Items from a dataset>
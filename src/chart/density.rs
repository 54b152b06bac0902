// DensityWindow - rolling note-density cap
//
// Keeps the times of already-placed notes that fall within the trailing
// window. A note at time t is admitted only if the closed window [t - span, t]
// would still hold at most `cap` notes. Since placement is time-ascending,
// this bounds every sliding window of length `span`.

use std::collections::VecDeque;

pub struct DensityWindow {
    span: f64,
    cap: usize,
    times: VecDeque<f64>,
}

impl DensityWindow {
    pub fn new(span: f64, cap: usize) -> Self {
        Self {
            span,
            cap,
            times: VecDeque::with_capacity(cap + 1),
        }
    }

    /// Whether a note at `time` fits under the cap
    pub fn admits(&mut self, time: f64) -> bool {
        while let Some(&front) = self.times.front() {
            if time - front > self.span {
                self.times.pop_front();
            } else {
                break;
            }
        }
        self.times.len() < self.cap
    }

    /// Record a placed note
    pub fn record(&mut self, time: f64) {
        self.times.push_back(time);
    }
}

Exercise> Repeat all of the records verbatim, leaving nothing out.

Reply to the exercise>
filename src/chart/density.rs
repository 54b152b06bac0902
// DensityWindow - rolling note-density cap
//
// Keeps the times of already-placed notes that fall within the trailing
// window. A note at time t is admitted only if the closed window [t - span, t]
// would still hold at most `cap` notes. Since placement is time-ascending,
// this bounds every sliding window of length `span`.

use std::collections::VecDeque;

pub struct DensityWindow {
    span: f64,
    cap: usize,
    times: VecDeque<f64>,
}

impl DensityWindow {
    pub fn new(span: f64, cap: usize) -> Self {
        Self {
            span,
            cap,
            times: VecDeque::with_capacity(cap + 1),
        }
    }

    /// Whether a note at `time` fits under the cap
    pub fn admits(&mut self, time: f64) -> bool {
        while let Some(&front) = self.times.front() {
            if time - front > self.span {
                self.times.pop_front();
            } else {
                break;
            }
        }
        self.times.len() < self.cap
    }

    /// Record a placed note
    pub fn record(&mut self, time: f64) {
        self.times.push_back(time);
    }
}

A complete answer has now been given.